Following the house calls our Las Vegas union
office also received a number of letters from Tesco's Las Vegas
employees, requesting the union not to contact them again. All
the letters but one share the same postmark and return address:
El Segundo, Californiathe home of Tesco's US head office.
Las Vegas is 300 miles from El Segundo.
Based upon this and other corroborating information,
we believe that employees have been actively encouraged by Tesco
management to write these letters, that Tesco collected them together
and posted them from the same location. Moreover, we also hold
the view that Tesco management had a hand in coordinating the
responses of workers as the house calls progressed. In our view,
this is evidence of coercion and that Tesco is actively influencing
employees against involvement with our union.
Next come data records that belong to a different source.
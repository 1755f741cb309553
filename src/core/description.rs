//! Austauschformat mit Ketten-Loader und Speicher-Service.
//!
//! Die Engine besitzt kein Dateiformat: die Beschreibung ist der In-Memory-Vertrag,
//! den der externe Loader liefert und der Speicher-Service beim Sichern erhält.
//! Parameter werden über ihren Index in Deklarations-Reihenfolge adressiert,
//! nicht über die sortierte Anzeige-Reihenfolge.

use super::{ChainGraph, ModuleId, ModuleSpec, ParamId, ParamSide};
use crate::shared::ModuleSizing;
use anyhow::Context;
use glam::Vec2;
use serde::{Deserialize, Serialize};

/// Ein Parameter in Deklarations-Reihenfolge.
#[derive(Debug, Clone, PartialEq, Eq, Serialize, Deserialize)]
pub struct ParamDescription {
    pub name: String,
    #[serde(default)]
    pub semantic_type: Option<String>,
}

impl ParamDescription {
    pub fn new(name: impl Into<String>, semantic_type: Option<&str>) -> Self {
        Self {
            name: name.into(),
            semantic_type: semantic_type.map(str::to_owned),
        }
    }
}

/// Ein Modul mit optional persistierter Position.
#[derive(Debug, Clone, PartialEq, Serialize, Deserialize)]
pub struct ModuleDescription {
    pub name: String,
    #[serde(default)]
    pub inputs: Vec<ParamDescription>,
    #[serde(default)]
    pub outputs: Vec<ParamDescription>,
    /// Persistierte linke obere Ecke
    #[serde(default)]
    pub position: Option<Vec2>,
}

/// Ein geschlossener Link, Datenfluss Output → Input.
#[derive(Debug, Clone, PartialEq, Serialize, Deserialize)]
pub struct LinkDescription {
    /// Index des Quell-Moduls in `modules`
    pub from_module: usize,
    /// Index des Outputs im Quell-Modul
    pub from_output: usize,
    /// Index des Ziel-Moduls in `modules`
    pub to_module: usize,
    /// Index des Inputs im Ziel-Modul
    pub to_input: usize,
    /// Innere Routing-Punkte vom Output zum Input
    #[serde(default)]
    pub points: Vec<Vec2>,
}

/// Vollständige Beschreibung einer Analyse-Kette.
#[derive(Debug, Clone, Default, PartialEq, Serialize, Deserialize)]
pub struct ChainDescription {
    pub modules: Vec<ModuleDescription>,
    #[serde(default)]
    pub links: Vec<LinkDescription>,
}

impl ChainDescription {
    /// Prüft ob jedes Modul eine persistierte Position besitzt.
    pub fn fully_positioned(&self) -> bool {
        self.modules.iter().all(|m| m.position.is_some())
    }

    /// Liest eine Beschreibung aus JSON.
    pub fn from_json(json: &str) -> anyhow::Result<Self> {
        serde_json::from_str(json).context("Ketten-Beschreibung ist kein gültiges JSON")
    }

    /// Schreibt die Beschreibung als formatiertes JSON.
    pub fn to_json(&self) -> anyhow::Result<String> {
        serde_json::to_string_pretty(self).context("Ketten-Beschreibung nicht serialisierbar")
    }
}

impl ChainGraph {
    /// Baut einen Graphen aus einer Beschreibung.
    ///
    /// Ungültige Links (Index außerhalb, Typ-Konflikt, bereits gebundener Input)
    /// werden übersprungen und geloggt. Kurven werden nicht berechnet; das
    /// erledigt der Router nach dem Laden.
    pub fn from_description(description: &ChainDescription, sizing: ModuleSizing) -> Self {
        let mut graph = ChainGraph::with_sizing(sizing);

        let module_ids: Vec<ModuleId> = description
            .modules
            .iter()
            .map(|desc| {
                let mut spec = ModuleSpec::new(desc.name.clone());
                for p in &desc.inputs {
                    spec = spec.input(p.name.clone(), p.semantic_type.as_deref());
                }
                for p in &desc.outputs {
                    spec = spec.output(p.name.clone(), p.semantic_type.as_deref());
                }
                let id = graph.add_module(spec);
                if let Some(position) = desc.position {
                    graph.set_module_position(id, position);
                }
                id
            })
            .collect();

        let mut skipped = 0usize;
        for (index, link_desc) in description.links.iter().enumerate() {
            let endpoints = module_ids
                .get(link_desc.from_module)
                .zip(module_ids.get(link_desc.to_module))
                .and_then(|(from, to)| {
                    let output = graph.declared_param(*from, ParamSide::Output, link_desc.from_output)?;
                    let input = graph.declared_param(*to, ParamSide::Input, link_desc.to_input)?;
                    Some((output, input))
                });
            let Some((output, input)) = endpoints else {
                log::warn!("Link #{} verweist auf unbekanntes Modul/Parameter, übersprungen", index);
                skipped += 1;
                continue;
            };

            match graph.add_link(output, input) {
                Ok(link) => {
                    if !link_desc.points.is_empty() {
                        graph.set_interior_points(link, &link_desc.points);
                    }
                }
                Err(e) => {
                    log::warn!("Link #{} übersprungen: {}", index, e);
                    skipped += 1;
                }
            }
        }

        log::info!(
            "Kette geladen: {} Module, {} Links ({} übersprungen)",
            graph.module_count(),
            graph.link_count(),
            skipped
        );
        graph
    }

    /// Exportiert Module und geschlossene Links für den Speicher-Service.
    ///
    /// Offene Links werden nie exportiert.
    pub fn to_description(&self) -> ChainDescription {
        let module_ids = self.module_ids();
        let modules = self
            .modules_iter()
            .map(|module| ModuleDescription {
                name: module.name.clone(),
                inputs: self.describe_params(module.id, ParamSide::Input),
                outputs: self.describe_params(module.id, ParamSide::Output),
                position: Some(module.position),
            })
            .collect();

        let links = self
            .closed_links()
            .filter_map(|link| {
                let (output, input) = self.link_flow(link.id)?;
                let from = self.module_of(output)?;
                let to = self.module_of(input)?;
                let mut points: Vec<Vec2> = link.interior_points().map(|(_, p)| p).collect();
                // Gezeichnet vom Input aus → auf Datenfluss-Richtung drehen
                if link.start == input {
                    points.reverse();
                }
                Some(LinkDescription {
                    from_module: module_ids.iter().position(|m| *m == from)?,
                    from_output: self.declared_index(from, ParamSide::Output, output)?,
                    to_module: module_ids.iter().position(|m| *m == to)?,
                    to_input: self.declared_index(to, ParamSide::Input, input)?,
                    points,
                })
            })
            .collect();

        ChainDescription { modules, links }
    }

    /// Parameter-IDs einer Seite in Deklarations-Reihenfolge (= aufsteigende ID).
    fn declared_params(&self, module: ModuleId, side: ParamSide) -> Vec<ParamId> {
        let mut ids = self
            .module(module)
            .map(|m| m.params(side).to_vec())
            .unwrap_or_default();
        ids.sort_unstable();
        ids
    }

    fn declared_param(&self, module: ModuleId, side: ParamSide, index: usize) -> Option<ParamId> {
        self.declared_params(module, side).get(index).copied()
    }

    fn declared_index(&self, module: ModuleId, side: ParamSide, param: ParamId) -> Option<usize> {
        self.declared_params(module, side)
            .iter()
            .position(|p| *p == param)
    }

    fn describe_params(&self, module: ModuleId, side: ParamSide) -> Vec<ParamDescription> {
        self.declared_params(module, side)
            .into_iter()
            .filter_map(|id| self.parameter(id))
            .map(|p| ParamDescription {
                name: p.name.clone(),
                semantic_type: p.semantic_type.clone(),
            })
            .collect()
    }
}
Moreover, in a recent staff meeting with representatives
from all Tesco's Fresh and Easy stores in Nevada, senior Tesco
managers spoke against the UFCW. The references included a statement
that Tesco does not need a "third party" interfering
in its business, and the firm opinion that, while the UFCW is
not permitted on Tesco property, it was "despicable"
that the union would attempt to contact people at home.
The UFCW has also received reports that Tesco
is establishing "employee advocates" in its stores,
which, in our view, is not an uncommon union avoidance technique.
In a recent employer survey published by the London School of
Economics, the most common reason given for establishing such
employee consultation was precisely to avoid unionisation.[39]
Furthermore, in a Notice to Interested Parties
in relation to the establishment of a pension plan for US employees,
Tesco seems to exclude union workers in its stores from pension
benefits.[40]
The effect of the inclusion of this language serves as a deterrent
to workers who may wish to join the union and is, in the view
of UFCW, a breach of US labour law.[41]
These are just a few examples of Tesco's anti-union
activities in the USA, which we believe are in breach of the ILO
Conventions to which Tesco is publicly committed. We have more
examples, and we also know of many other examples in other countries
where Tesco operates.
We believe that Tesco's anti-union activities
not only undermine the employment rights of employees, but also
undermine the reputation of one of Britain's largest companies.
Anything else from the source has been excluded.